Most people think newer is better, but according to a study published in Health Affairs that might not be the case for prescription drugs. In short, the new study shows that drugs approved by the U.S. Food and Drug Administration after enactment of the Prescription Drug User Fee Act of 1992 (PDUFA), a bill that led to more expeditious drug approvals funded by drug companies, were more likely to have safety problems than ones approved before PDUFA. These findings are not only relevant to drug safety, but also to drug savings. Older drugs are often sold as generics and, thus, will have much lower co-payments than new drugs. For those paying out-of-pocket, the cost of a generic is often 80% less than the brand.
The study analyzed 748 drug approvals between 1975 and 2009. The approvals were of new molecular entities not for generic versions of existing brand-name drugs. Before PDUFA the chances that safety issues would arise involving approved new drugs was 21.2%; after PDUFA it increased to 26.7%.
According to the lead author, “The FDA needs to make sure drugs are safe before they’re approved, not rush to judgment in order to meet artificial deadlines.” Not surprisingly, FDA and the Pharmaceutical Researchers and Manufacturers of America, take issue with the study. Their main points are that PDUFA helped speed up important drug approvals and get medications to patients faster and it improved the predictability of FDA’s system of drug approvals.
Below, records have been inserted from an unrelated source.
//! Random alloc/write/free/move sequences checked against a plain model

use chunkstore::error::Result;
use chunkstore::{ChunkPointer, Cluster, ClusterConfig, MemoryStore};
use proptest::prelude::*;
use proptest::test_runner::RngSeed;

#[derive(Debug, Clone)]
enum Op {
    Alloc { capacity: u64, len: usize, fill: u8 },
    Write { pick: usize, len: usize, fill: u8 },
    Free { pick: usize },
    Move { pick: usize, depth: usize },
}

fn op() -> impl Strategy<Value = Op> {
    prop_oneof![
        7 => (1u64..200, 0usize..300, any::<u8>())
            .prop_map(|(capacity, len, fill)| Op::Alloc { capacity, len, fill }),
        6 => (any::<usize>(), 0usize..500, any::<u8>())
            .prop_map(|(pick, len, fill)| Op::Write { pick, len, fill }),
        3 => any::<usize>().prop_map(|pick| Op::Free { pick }),
        4 => (any::<usize>(), any::<usize>()).prop_map(|(pick, depth)| Op::Move { pick, depth }),
    ]
}

fn config() -> ClusterConfig {
    ClusterConfig {
        validate: true,
        ..ClusterConfig::default()
    }
}

fn pattern(len: usize, fill: u8) -> Vec<u8> {
    (0..len).map(|i| fill.wrapping_add(i as u8)).collect()
}

fn check_contents(cluster: &mut Cluster<MemoryStore>, live: &[(ChunkPointer, Vec<u8>)]) -> Result<()> {
    assert_eq!(cluster.user_chunks().len(), live.len());
    for (head, content) in live {
        assert_eq!(&cluster.read_content(*head)?, content, "chain at {}", head);
    }
    Ok(())
}

fn run(ops: &[Op]) -> Result<()> {
    let mut cluster = Cluster::init(MemoryStore::new(), config())?;
    let mut live: Vec<(ChunkPointer, Vec<u8>)> = Vec::new();

    for (step, op) in ops.iter().enumerate() {
        match *op {
            Op::Alloc { capacity, len, fill } => {
                let head = cluster.alloc_user(capacity)?.pointer();
                let content = pattern(len, fill);
                cluster.write_content(head, &content)?;
                live.push((head, content));
            }
            Op::Write { pick, len, fill } if !live.is_empty() => {
                let index = pick % live.len();
                let content = pattern(len, fill);
                cluster.write_content(live[index].0, &content)?;
                live[index].1 = content;
            }
            Op::Free { pick } if !live.is_empty() => {
                let (head, _) = live.swap_remove(pick % live.len());
                cluster.free(head)?;
            }
            Op::Move { pick, depth } if !live.is_empty() => {
                let index = pick % live.len();
                let chain = cluster.collect_next(live[index].0)?;
                let position = depth % chain.len();
                let moved = cluster.move_chunk(chain[position].pointer())?;
                if position == 0 {
                    live[index].0 = moved;
                }
            }
            _ => {}
        }

        check_contents(&mut cluster, &live)?;
        if step % 100 == 0 {
            cluster.check_consistency()?;
        }
    }
    cluster.check_consistency()?;
    let len = cluster.store_len();

    let store = cluster.close()?;
    let mut cluster = Cluster::open(store, config())?;
    assert_eq!(cluster.store_len(), len);
    check_contents(&mut cluster, &live)?;
    println!("✓ {} steps, {} live chains, store {} bytes", ops.len(), live.len(), len);
    Ok(())
}

proptest! {
    #![proptest_config(ProptestConfig {
        cases: 2,
        rng_seed: RngSeed::Fixed(0x00c0_ffee),
        failure_persistence: None,
        ..ProptestConfig::default()
    })]

    #[test]
    fn random_operations_keep_every_chain_intact(ops in prop::collection::vec(op(), 1500)) {
        run(&ops)?;
    }
}

#[test]
fn test_small_chunks_after_store_outgrows_pointers() -> Result<()> {
    let mut cluster = Cluster::init(MemoryStore::new(), config())?;
    let heads: Vec<ChunkPointer> = (1..8)
        .map(|capacity| cluster.alloc_user(capacity).map(|c| c.pointer()))
        .collect::<Result<_>>()?;
    // push the store past what one- and two-byte next fields can address
    cluster.alloc(70_000)?;

    for (i, head) in heads.iter().enumerate() {
        let content = pattern(50 + i * 10, i as u8);
        cluster.write_content(*head, &content)?;
        let tail = *cluster.collect_next(*head)?.last().expect("chain is never empty");
        cluster.move_chunk(tail.pointer())?;
        assert_eq!(cluster.read_content(*head)?, content);
    }
    cluster.check_consistency()?;
    Ok(())
}
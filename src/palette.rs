//! The 256 xterm background colors, as ready-to-copy escape strings.
//!
//! Formatting an escape sequence for every cell would dominate the
//! output loop, so every entry is built exactly once when the
//! [`Palette`] is constructed.  After that the table is immutable and
//! can be shared by reference with anything that needs it.

/// Number of entries in the table.
pub const PALETTE_SIZE: usize = 256;

/// Longest possible entry: `ESC[48;5;255m ESC[0m`.
pub const MAX_ENTRY_LEN: usize = 16;

#[derive(Copy, Clone)]
struct Entry {
    bytes: [u8; MAX_ENTRY_LEN],
    len: usize,
}

/// One "set background, print a space, reset" string per color index.
pub struct Palette {
    entries: [Entry; PALETTE_SIZE],
    max_len: usize,
}

impl Palette {
    /// Build every entry of the table.
    pub fn new() -> Palette {
        let mut entries = [Entry {
            bytes: [0; MAX_ENTRY_LEN],
            len: 0,
        }; PALETTE_SIZE];
        let mut max_len = 0;
        for (index, entry) in entries.iter_mut().enumerate() {
            let text = format!("\x1b[48;5;{}m \x1b[0m", index);
            assert!(
                text.len() <= MAX_ENTRY_LEN,
                "palette entry {} needs {} bytes",
                index,
                text.len()
            );
            entry.bytes[..text.len()].copy_from_slice(text.as_bytes());
            entry.len = text.len();
            max_len = max_len.max(entry.len);
        }
        Palette { entries, max_len }
    }

    /// The escape string for a color index.
    #[inline]
    pub fn entry(&self, color: u8) -> &[u8] {
        let entry = &self.entries[color as usize];
        &entry.bytes[..entry.len]
    }

    /// The length of the longest entry; a row of `width` cells never
    /// needs more than `width * max_len() + 1` bytes.
    pub fn max_len(&self) -> usize {
        self.max_len
    }
}

impl Default for Palette {
    fn default() -> Palette {
        Palette::new()
    }
}

#[cfg(test)]
mod tests {
    use super::*;

    #[test]
    fn entries_are_background_escapes() {
        let palette = Palette::new();
        assert_eq!(palette.entry(0), b"\x1b[48;5;0m \x1b[0m");
        assert_eq!(palette.entry(16), b"\x1b[48;5;16m \x1b[0m");
        assert_eq!(palette.entry(216), b"\x1b[48;5;216m \x1b[0m");
        assert_eq!(palette.entry(255), b"\x1b[48;5;255m \x1b[0m");
    }

    #[test]
    fn entry_lengths_follow_the_digit_count() {
        let palette = Palette::new();
        assert_eq!(palette.entry(9).len(), 14);
        assert_eq!(palette.entry(10).len(), 15);
        assert_eq!(palette.entry(100).len(), 16);
        assert_eq!(palette.max_len(), MAX_ENTRY_LEN);
    }

    #[test]
    fn entries_are_complete_escapes() {
        let palette = Palette::new();
        for index in 0..=255u8 {
            let expected = format!("\x1b[48;5;{}m \x1b[0m", index);
            assert_eq!(palette.entry(index), expected.as_bytes());
        }
    }

    #[test]
    fn every_entry_is_distinct() {
        let palette = Palette::new();
        for a in 0..255u8 {
            for b in (a + 1)..=255u8 {
                assert_ne!(palette.entry(a), palette.entry(b));
            }
        }
    }
}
Regulations for marketing and manufacturing new drugs can save people and they can kill people. If the regulations are too rigid then patients won’t get needed medications fast enough. Or regulations can increase manufacturing costs resulting in unaffordable drug prices. If regulations are too weak then drugs will be less safe and effective. While in my opinion the study clearly has merit, PDUFA is helpful. Before its passage, drug approvals were lagging far behind other advanced economies in Europe.
Furthermore, the study does not show “causality,” meaning it does not prove that faster drug approvals after PDUFA led to less safer drugs. Nonetheless, it’s understandable that a drug with a long history of safe and effective use, accompanied by few side effects, is more trustworthy than a newly approved drug since the long term effects of the latter are unknown.